### [INPUT MATERIAL]
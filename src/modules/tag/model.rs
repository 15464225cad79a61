use serde::{Deserialize, Serialize};

#[derive(Debug, Clone, Serialize, Deserialize)]
pub struct TagInfo {
    pub id: String,
    pub name: String,
    pub color: String,
}

/// Tags offered to clients. Folders may still carry ids outside this list.
pub const TAG_CATALOG: [(&str, &str, &str); 5] = [
    ("work", "Work", "#3b82f6"),
    ("personal", "Personal", "#10b981"),
    ("important", "Important", "#ef4444"),
    ("archive", "Archive", "#6b7280"),
    ("finance", "Finance", "#f59e0b"),
];

pub fn available_tags() -> Vec<TagInfo> {
    TAG_CATALOG
        .iter()
        .map(|(id, name, color)| TagInfo {
            id: id.to_string(),
            name: name.to_string(),
            color: color.to_string(),
        })
        .collect()
}
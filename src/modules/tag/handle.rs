use actix_web::get;

use crate::{
    api::{error, success},
    modules::tag::model::{available_tags, TagInfo},
};

#[get("")]
pub async fn list_tags() -> Result<success::Success<Vec<TagInfo>>, error::Error> {
    Ok(success::Success::ok(Some(available_tags())))
}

### [EXERCISE AIM]
Repeat all the records. Match each line exactly.

### [RESULT]
filename src/modules/tag/model.rs
repository 15464225cad79a61
use serde::{Deserialize, Serialize};

#[derive(Debug, Clone, Serialize, Deserialize)]
pub struct TagInfo {
    pub id: String,
    pub name: String,
    pub color: String,
}

/// Tags offered to clients. Folders may still carry ids outside this list.
pub const TAG_CATALOG: [(&str, &str, &str); 5] = [
    ("work", "Work", "#3b82f6"),
    ("personal", "Personal", "#10b981"),
    ("important", "Important", "#ef4444"),
    ("archive", "Archive", "#6b7280"),
    ("finance", "Finance", "#f59e0b"),
];

pub fn available_tags() -> Vec<TagInfo> {
    TAG_CATALOG
        .iter()
        .map(|(id, name, color)| TagInfo {
            id: id.to_string(),
            name: name.to_string(),
            color: color.to_string(),
        })
        .collect()
}
filename src/modules/tag/handle.rs
use actix_web::get;

use crate::{
    api::{error, success},
    modules::tag::model::{available_tags, TagInfo},
};

#[get("")]
pub async fn list_tags() -> Result<success::Success<Vec<TagInfo>>, error::Error> {
    Ok(success::Success::ok(Some(available_tags())))
}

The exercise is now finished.